5
$\begingroup$

In his exposition of FO-theory, Mendelson uses the Gen rule : $$A(x) \vdash \forall xA(x).$$

He also states the logical consequence relation : $$A ⊨ B$$ in terms of sequences : $A$ logically implies $B$ iff, in every interpretation $I$, every sequence $s$ that satisfies $A$ also satisfies $B$.

But with this definition, we have that NOT $A(x) ⊨ \forall xA(x)$.

As a consequence of Godel's Completeness Theorem, we have that (see pag.91 - Corollary 2.20d) : if a wff $B$ is a logical consequence of a wff $A,$ then $A \vdash B$.

But the viceversa is not stated (if I am right).

I do not understand the advantages of his definition of logical consequence.

Hunter (Metalogic [1972]) "restored the simmetry" avoiding the Gen rule.

Other textbooks more simply defined logical consequence in term of truth in an Interpretation: in this way we have that $A(x)$ is true iff $\forall xA(x)$ is true, so that $$A(x) ⊨ \forall xA(x).$$

$\endgroup$
3
$\begingroup$

The problem comes down to formulas with free variables. Suppose we have a formula $\phi(x,y) \equiv x = y$, and we have a structure $M$. What would it mean for $M$ to satisfy $\phi$? Well, it doesn't really make sense, because a variable "$x$" is not given an meaning by $M$ - $x$ doesn't denote anything, and neither does $y$. So $x = y$ has no truth value at all.

One solution is to strengthen the notion of a "model" so that it includes both a structure $M$ and a function that assigns an element of $M$ to each variable. This is essentially the method taken by Mendelson (and also by Enderton's classic textbook on logic). Now we have a a rigorous definition of what it means for a structure $M$ and variable assignment $s$ to satisfy $\phi(x,y)$; we might write $(M,s) \models x = y$.

The other option is to keep the notion of a model the same, but change the definition of $\models$. Now, $M \models x = y$ is defined to mean that, for every variable assignment $s$, $(M,s) \models x = y$ in the sense of the previous paragraph. But of course this is not likely to hold; in this sense we with have $M \not \models x = y$ as long as $M$ has at least two elements in its domain.

These approaches give the same truth values to all sentences - they only differ for formulas that have free variables. In many areas of mathematical logic, we are mostly interested in truth values of sentences. The main area where the second convention is useful is in universal algebra, where they often look at "equational theories". In that context, they tend to use formulas with free variables as axioms, rather than sentences without free variables. And they are interested in models where every variable assignment satisfies the formulas, not just some random variable assignment. So they often use the second convention.
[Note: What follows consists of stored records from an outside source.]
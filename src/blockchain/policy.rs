use serde::{Deserialize, Serialize};

use super::transaction::{Transaction, TransactionError};

/// Optional admission rules applied on top of the field checks every
/// transaction goes through
///
/// The defaults only reject what `Transaction::validate_fields` rejects.
#[derive(Debug, Clone, Copy, PartialEq, Eq, Serialize, Deserialize)]
#[serde(default)]
pub struct TransactionPolicy {
    /// Accept transfers of exactly zero
    pub allow_zero_amount: bool,

    /// Accept transfers where sender and recipient are the same address
    pub allow_self_transfer: bool,

    /// Require the sender's spendable balance to cover the amount
    pub require_funds: bool,
}

impl Default for TransactionPolicy {
    fn default() -> Self {
        TransactionPolicy {
            allow_zero_amount: true,
            allow_self_transfer: true,
            require_funds: false,
        }
    }
}

impl TransactionPolicy {
    /// Checks a transaction against the policy
    ///
    /// # Arguments
    ///
    /// * `transaction` - The transaction to admit
    /// * `available` - Computes the sender's spendable balance; only called
    ///   when `require_funds` is set
    pub fn check<F>(&self, transaction: &Transaction, available: F) -> Result<(), TransactionError>
    where
        F: FnOnce() -> f64,
    {
        transaction.validate_fields()?;

        if !self.allow_zero_amount && transaction.amount == 0.0 {
            return Err(TransactionError::InvalidAmount(
                "Amount must be positive".to_string(),
            ));
        }

        if !self.allow_self_transfer && transaction.sender == transaction.recipient {
            return Err(TransactionError::SelfTransfer(transaction.sender.to_string()));
        }

        if self.require_funds {
            let available = available();
            if available < transaction.amount {
                return Err(TransactionError::InsufficientFunds {
                    required: transaction.amount,
                    available,
                });
            }
        }

        Ok(())
    }
}

#[cfg(test)]
mod tests {
    use super::*;

    #[test]
    fn test_default_policy() {
        let policy = TransactionPolicy::default();

        assert!(policy.check(&Transaction::new("a", "b", 0.0), || 0.0).is_ok());
        assert!(policy.check(&Transaction::new("a", "a", 5.0), || 0.0).is_ok());
        assert!(policy.check(&Transaction::new("a", "b", 5.0), || -100.0).is_ok());
        assert!(matches!(
            policy.check(&Transaction::new("a", "b", -5.0), || 0.0),
            Err(TransactionError::InvalidAmount(_))
        ));
    }

    #[test]
    fn test_default_policy_skips_balance_lookup() {
        let policy = TransactionPolicy::default();
        let result = policy.check(&Transaction::new("a", "b", 1.0), || {
            panic!("balance should not be computed")
        });
        assert!(result.is_ok());
    }

    #[test]
    fn test_zero_amount_rejected() {
        let policy = TransactionPolicy {
            allow_zero_amount: false,
            ..Default::default()
        };

        assert!(matches!(
            policy.check(&Transaction::new("a", "b", 0.0), || 0.0),
            Err(TransactionError::InvalidAmount(_))
        ));
        assert!(policy.check(&Transaction::new("a", "b", 0.1), || 0.0).is_ok());
    }

    #[test]
    fn test_self_transfer_rejected() {
        let policy = TransactionPolicy {
            allow_self_transfer: false,
            ..Default::default()
        };

        assert_eq!(
            policy.check(&Transaction::new("a", "a", 1.0), || 0.0),
            Err(TransactionError::SelfTransfer("a".to_string()))
        );
    }

    #[test]
    fn test_require_funds() {
        let policy = TransactionPolicy {
            require_funds: true,
            ..Default::default()
        };

        assert!(policy.check(&Transaction::new("a", "b", 10.0), || 10.0).is_ok());
        assert_eq!(
            policy.check(&Transaction::new("a", "b", 10.0), || 7.5),
            Err(TransactionError::InsufficientFunds {
                required: 10.0,
                available: 7.5
            })
        );
    }
}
I do recommend Enderton's book for a clear presentation of the first convention, the one where $A(x)$ does not necessarily imply $(\forall x)A(x)$.

$\endgroup$
  • $\begingroup$ Related: math.stackexchange.com/questions/97939/… $\endgroup$ – Carl Mummert Nov 22 '13 at 1:21
  • 1
    $\begingroup$ Thanks ! Cristal clear. My feeling is that (often) ML textbooks does not spend enough time clarifying this kind of "little" issues. $\endgroup$ – Mauro ALLEGRANZA Nov 22 '13 at 8:03
  • $\begingroup$ Example 1. Hunter [Metalogic (1972)] uses Mendelson's definition based on variable assignment, he avoids Gen rule, and so he is able to prove Deduction Theorem without usual restrictrions. At first reading, for me was diffuclt to grasp "how he can change" the Deduction Theorem. $\endgroup$ – Mauro ALLEGRANZA Nov 22 '13 at 8:07
2
$\begingroup$

Edit I've rewritten completely the answer after a re-read of Mendelson's book, apparently it has been passed from last time I've read that book.

As you noticed Mendelson's definition doesn't allow to deduce that

$$ A(x) \models \forall x A(x)$$

since it's not said that for any given sequence (i.e. an valuation of the variables $s$ if $s$ satisfies $A(x)$ then $s$ satisfies also $\forall x A(x)$).

Suppose we use a different semantics, for instance suppose that $$A \models B$$ means that for every interpretation that makes true $A$ makes true also $B$. From this would follows that $A(x) \models \forall x A(x)$. Nonetheless it wouldn't follow that $A \models B$ is equivalent to $\models A \rightarrow B$, indeed that's the case for the formulas $A(x)$ and $\forall x A(x)$: an interpretation for which $A(x)$ is one such that every sequence $s$ makes $A(x)$ true and so it must be that such interpretation makes $\forall x A(x)$ true, hence $A(x) \models \forall x A(x)$, anyway $\not \models A(x) \rightarrow \forall x A(x)$ since there are interpretations which don't make this true.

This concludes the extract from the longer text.